If living in a fairy tale-like village in the Swiss Alps is like something out of a dream, then getting paid to do just that might be your fantasy life come true. But that’s exactly what the tiny town of Albinen, Switzerland is proposing. As The Independent reports, the town’s residents are getting set to vote on a proposal that would pay a family of four over $70,000 to commit to spending 10 years living there, as a way to bolster the dwindling population.

New residents will be eligible for grants of approximately $25,000 per adult and $10,000 per child for two kids. There are, of course, a few stipulations: new residents must be under the age of 45 and commit to making the town their permanent residence for at least 10 years. (If they leave before the allotted time frame, they’ll have to pay the money back.) They'll also have to choose to live in a home with a minimum price of $201,000.

Currently, the village is home to about 240 people, but that number is beginning to shrink, as longtime residents have chosen to move away.
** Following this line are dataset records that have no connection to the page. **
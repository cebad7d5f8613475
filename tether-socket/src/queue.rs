//! Offline delivery queue.
//!
//! Outbound events are held here while the network is down and replayed,
//! oldest first, once a connection is open again. Replay either drains the
//! whole queue at once or releases one event per pacing interval.

use std::collections::VecDeque;
use std::time::Duration;

use chrono::{DateTime, Utc};
use serde_json::Value;
use tokio::time::Instant;
use tracing::{debug, info};

/// An outbound event waiting for a connection.
#[derive(Debug, Clone, PartialEq)]
pub struct QueuedMessage {
    pub event: String,
    pub payload: Value,
    pub enqueued_at: DateTime<Utc>,
}

#[derive(Debug, Default)]
pub struct OfflineQueue {
    items: VecDeque<QueuedMessage>,
    pacing: Option<Duration>,
    next_release: Option<Instant>,
}

impl OfflineQueue {
    pub fn new(pacing: Option<Duration>) -> Self {
        Self {
            items: VecDeque::new(),
            pacing,
            next_release: None,
        }
    }

    pub fn push(&mut self, message: QueuedMessage) {
        debug!("queued '{}' for later delivery ({} waiting)", message.event, self.items.len() + 1);
        self.items.push_back(message);
    }

    pub fn len(&self) -> usize {
        self.items.len()
    }

    pub fn is_empty(&self) -> bool {
        self.items.is_empty()
    }

    /// Whether a paced replay is in progress.
    pub fn is_replaying(&self) -> bool {
        self.next_release.is_some()
    }

    /// When the next paced release is due.
    pub fn next_release(&self) -> Option<Instant> {
        self.next_release
    }

    /// Start replaying after a connection opened.
    ///
    /// Without pacing every queued message is returned immediately in
    /// enqueue order. With pacing nothing is returned now; the first message
    /// becomes due one interval from `now`.
    pub fn begin_replay(&mut self, now: Instant) -> Vec<QueuedMessage> {
        if self.items.is_empty() {
            return Vec::new();
        }
        match self.pacing {
            None => {
                info!("replaying {} queued event(s)", self.items.len());
                self.items.drain(..).collect()
            }
            Some(every) => {
                info!("replaying {} queued event(s), one every {every:?}", self.items.len());
                self.next_release = Some(now + every);
                Vec::new()
            }
        }
    }

    /// Release the oldest message for a due pacing tick and schedule the next.
    pub fn release_due(&mut self, now: Instant) -> Option<QueuedMessage> {
        self.next_release = None;
        let message = self.items.pop_front()?;
        if let (false, Some(every)) = (self.items.is_empty(), self.pacing) {
            self.next_release = Some(now + every);
        }
        Some(message)
    }

    /// Stop a paced replay; queued messages stay for the next connection.
    pub fn pause(&mut self) {
        self.next_release = None;
    }

    /// Drop everything. Returns how many messages were discarded.
    pub fn clear(&mut self) -> usize {
        self.next_release = None;
        let dropped = self.items.len();
        self.items.clear();
        dropped
    }
}

#[cfg(test)]
mod tests {
    use super::*;
    use serde_json::json;

    fn message(n: u64) -> QueuedMessage {
        QueuedMessage {
            event: format!("m{n}"),
            payload: json!(n),
            enqueued_at: Utc::now(),
        }
    }

    fn names(messages: &[QueuedMessage]) -> Vec<&str> {
        messages.iter().map(|m| m.event.as_str()).collect()
    }

    #[test]
    fn test_unpaced_replay_is_fifo() {
        let mut queue = OfflineQueue::new(None);
        for n in 1..=3 {
            queue.push(message(n));
        }
        let replayed = queue.begin_replay(Instant::now());
        assert_eq!(names(&replayed), vec!["m1", "m2", "m3"]);
        assert!(queue.is_empty());
        assert!(!queue.is_replaying());
    }

    #[test]
    fn test_paced_replay_is_fifo() {
        let pacing = Duration::from_millis(100);
        let mut queue = OfflineQueue::new(Some(pacing));
        for n in 1..=3 {
            queue.push(message(n));
        }
        let now = Instant::now();
        assert!(queue.begin_replay(now).is_empty());
        assert_eq!(queue.next_release(), Some(now + pacing));

        let mut released = Vec::new();
        let mut tick = now;
        while let Some(due) = queue.next_release() {
            tick = due;
            released.extend(queue.release_due(tick));
        }
        assert_eq!(names(&released), vec!["m1", "m2", "m3"]);
        assert_eq!(tick, now + pacing * 3);
        assert!(queue.is_empty());
    }

    #[test]
    fn test_pause_keeps_messages() {
        let mut queue = OfflineQueue::new(Some(Duration::from_millis(10)));
        queue.push(message(1));
        queue.push(message(2));
        let now = Instant::now();
        queue.begin_replay(now);
        queue.release_due(now);
        queue.pause();
        assert!(!queue.is_replaying());
        assert_eq!(queue.len(), 1);
        assert_eq!(queue.clear(), 1);
    }

    #[test]
    fn test_empty_replay_is_noop() {
        let mut queue = OfflineQueue::new(Some(Duration::from_millis(10)));
        assert!(queue.begin_replay(Instant::now()).is_empty());
        assert!(!queue.is_replaying());
    }
}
According to commune president Beat Jost, the recent relocation of three families in particular led to the loss of eight pupils at the local school, which forced its closure. While jobs in the village itself aren't plentiful, Albinen is close to several larger towns. And if you're game to do a bit of traveling, Geneva's only two hours away and Zurich is just about three hours.

The hope is that the promise of some cold hard cash, which could come in handy when it comes to purchasing a home in the town, can help to reverse this trend.